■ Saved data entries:
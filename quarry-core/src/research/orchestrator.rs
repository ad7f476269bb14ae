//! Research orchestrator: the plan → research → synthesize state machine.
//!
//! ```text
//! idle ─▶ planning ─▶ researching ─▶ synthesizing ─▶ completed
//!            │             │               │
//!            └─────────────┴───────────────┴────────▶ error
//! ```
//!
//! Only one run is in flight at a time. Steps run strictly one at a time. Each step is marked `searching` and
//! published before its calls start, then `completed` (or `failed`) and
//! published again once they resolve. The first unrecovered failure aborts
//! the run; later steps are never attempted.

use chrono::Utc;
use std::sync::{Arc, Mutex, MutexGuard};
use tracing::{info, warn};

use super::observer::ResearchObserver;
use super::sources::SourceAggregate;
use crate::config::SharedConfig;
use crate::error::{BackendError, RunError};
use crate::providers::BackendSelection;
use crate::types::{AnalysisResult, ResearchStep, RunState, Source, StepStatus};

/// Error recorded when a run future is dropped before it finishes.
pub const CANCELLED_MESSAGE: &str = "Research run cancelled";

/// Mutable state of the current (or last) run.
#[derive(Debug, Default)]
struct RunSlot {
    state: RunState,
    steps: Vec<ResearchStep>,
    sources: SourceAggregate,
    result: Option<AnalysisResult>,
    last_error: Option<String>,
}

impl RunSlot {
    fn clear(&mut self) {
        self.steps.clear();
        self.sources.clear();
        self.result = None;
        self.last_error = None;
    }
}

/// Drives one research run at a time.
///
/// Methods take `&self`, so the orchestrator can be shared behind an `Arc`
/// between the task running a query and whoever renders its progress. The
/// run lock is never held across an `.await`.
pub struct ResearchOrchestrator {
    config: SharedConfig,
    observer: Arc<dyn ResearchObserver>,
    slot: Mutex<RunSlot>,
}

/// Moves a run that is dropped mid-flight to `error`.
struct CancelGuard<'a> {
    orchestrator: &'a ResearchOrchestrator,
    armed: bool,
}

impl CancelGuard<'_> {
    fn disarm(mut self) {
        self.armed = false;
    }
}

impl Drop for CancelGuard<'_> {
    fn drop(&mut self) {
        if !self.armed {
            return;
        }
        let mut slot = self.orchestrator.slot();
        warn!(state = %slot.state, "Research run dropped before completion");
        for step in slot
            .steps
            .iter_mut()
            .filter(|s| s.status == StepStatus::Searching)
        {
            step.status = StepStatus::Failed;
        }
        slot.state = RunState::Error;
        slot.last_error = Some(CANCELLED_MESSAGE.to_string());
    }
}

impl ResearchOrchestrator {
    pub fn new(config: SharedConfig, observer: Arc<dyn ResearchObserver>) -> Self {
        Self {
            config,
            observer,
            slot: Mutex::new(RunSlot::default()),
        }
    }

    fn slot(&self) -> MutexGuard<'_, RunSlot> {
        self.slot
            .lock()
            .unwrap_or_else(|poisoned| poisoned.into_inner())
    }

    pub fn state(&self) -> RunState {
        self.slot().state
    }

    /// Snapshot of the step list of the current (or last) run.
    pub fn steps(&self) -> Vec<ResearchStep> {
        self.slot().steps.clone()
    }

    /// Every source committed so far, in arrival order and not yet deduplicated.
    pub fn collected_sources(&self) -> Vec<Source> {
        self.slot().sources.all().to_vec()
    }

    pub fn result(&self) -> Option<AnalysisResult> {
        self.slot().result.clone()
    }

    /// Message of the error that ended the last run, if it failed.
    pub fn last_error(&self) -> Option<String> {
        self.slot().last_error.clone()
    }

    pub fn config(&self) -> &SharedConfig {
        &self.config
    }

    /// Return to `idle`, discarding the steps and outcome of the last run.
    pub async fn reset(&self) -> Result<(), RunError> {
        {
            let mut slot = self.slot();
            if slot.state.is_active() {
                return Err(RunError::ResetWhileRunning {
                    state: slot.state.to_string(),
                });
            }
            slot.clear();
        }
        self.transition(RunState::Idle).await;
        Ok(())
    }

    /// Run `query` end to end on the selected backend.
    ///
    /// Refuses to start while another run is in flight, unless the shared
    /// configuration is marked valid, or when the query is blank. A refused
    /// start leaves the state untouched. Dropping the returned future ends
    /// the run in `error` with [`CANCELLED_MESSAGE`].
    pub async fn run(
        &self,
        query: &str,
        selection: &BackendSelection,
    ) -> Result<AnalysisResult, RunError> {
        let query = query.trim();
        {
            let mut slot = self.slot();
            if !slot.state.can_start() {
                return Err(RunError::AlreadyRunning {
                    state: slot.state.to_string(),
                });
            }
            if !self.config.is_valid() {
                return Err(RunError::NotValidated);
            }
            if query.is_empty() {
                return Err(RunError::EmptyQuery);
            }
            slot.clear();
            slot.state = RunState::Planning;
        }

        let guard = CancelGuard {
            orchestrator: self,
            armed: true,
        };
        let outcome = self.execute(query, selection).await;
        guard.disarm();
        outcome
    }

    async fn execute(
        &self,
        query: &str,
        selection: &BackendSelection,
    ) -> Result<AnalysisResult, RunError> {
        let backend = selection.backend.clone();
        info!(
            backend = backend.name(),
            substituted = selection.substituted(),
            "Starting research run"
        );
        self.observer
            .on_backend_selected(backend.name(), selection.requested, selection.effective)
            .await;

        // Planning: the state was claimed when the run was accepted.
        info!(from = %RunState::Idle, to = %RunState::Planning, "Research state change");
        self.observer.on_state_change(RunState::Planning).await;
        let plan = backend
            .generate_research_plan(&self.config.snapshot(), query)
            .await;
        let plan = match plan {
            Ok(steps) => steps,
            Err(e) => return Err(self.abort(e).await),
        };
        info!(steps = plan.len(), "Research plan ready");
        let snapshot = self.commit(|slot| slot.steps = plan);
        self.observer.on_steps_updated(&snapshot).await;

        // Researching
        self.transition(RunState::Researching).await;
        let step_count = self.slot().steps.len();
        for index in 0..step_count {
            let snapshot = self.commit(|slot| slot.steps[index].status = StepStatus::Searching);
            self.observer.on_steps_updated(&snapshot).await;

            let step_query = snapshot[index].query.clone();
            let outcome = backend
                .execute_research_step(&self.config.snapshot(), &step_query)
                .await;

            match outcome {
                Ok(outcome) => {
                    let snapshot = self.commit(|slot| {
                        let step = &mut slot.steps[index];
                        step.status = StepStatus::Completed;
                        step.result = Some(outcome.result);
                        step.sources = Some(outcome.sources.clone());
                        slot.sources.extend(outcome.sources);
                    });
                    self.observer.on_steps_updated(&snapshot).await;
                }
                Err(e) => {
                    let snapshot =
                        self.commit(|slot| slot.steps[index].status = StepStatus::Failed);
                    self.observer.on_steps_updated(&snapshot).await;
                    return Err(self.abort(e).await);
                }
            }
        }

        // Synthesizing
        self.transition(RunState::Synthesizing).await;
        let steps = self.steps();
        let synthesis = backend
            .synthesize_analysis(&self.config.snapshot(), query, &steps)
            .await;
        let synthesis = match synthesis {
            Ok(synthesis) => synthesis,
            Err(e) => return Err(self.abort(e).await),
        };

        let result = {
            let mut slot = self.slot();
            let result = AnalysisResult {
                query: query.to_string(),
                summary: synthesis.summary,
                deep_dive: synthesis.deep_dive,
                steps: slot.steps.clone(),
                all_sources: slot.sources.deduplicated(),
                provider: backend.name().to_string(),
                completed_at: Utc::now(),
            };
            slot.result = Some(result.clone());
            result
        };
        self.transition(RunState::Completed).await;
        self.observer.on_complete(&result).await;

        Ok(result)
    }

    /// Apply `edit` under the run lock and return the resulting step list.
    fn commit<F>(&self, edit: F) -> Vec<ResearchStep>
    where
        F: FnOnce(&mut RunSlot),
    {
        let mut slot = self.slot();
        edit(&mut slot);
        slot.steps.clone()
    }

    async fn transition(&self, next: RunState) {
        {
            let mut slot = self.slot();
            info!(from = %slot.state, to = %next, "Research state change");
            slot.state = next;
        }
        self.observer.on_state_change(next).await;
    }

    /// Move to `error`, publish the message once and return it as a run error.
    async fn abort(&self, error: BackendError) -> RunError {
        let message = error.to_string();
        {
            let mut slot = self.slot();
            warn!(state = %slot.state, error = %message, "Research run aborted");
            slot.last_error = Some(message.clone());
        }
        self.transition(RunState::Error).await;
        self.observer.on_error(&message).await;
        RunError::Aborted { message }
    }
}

■ Required work: In the records, which lines mention the word "flight"? Copy those lines.

■ Answer for the task:
//! Only one run is in flight at a time. Steps run strictly one at a time. Each step is marked `searching` and
/// Moves a run that is dropped mid-flight to `error`.
    /// Refuses to start while another run is in flight, unless the shared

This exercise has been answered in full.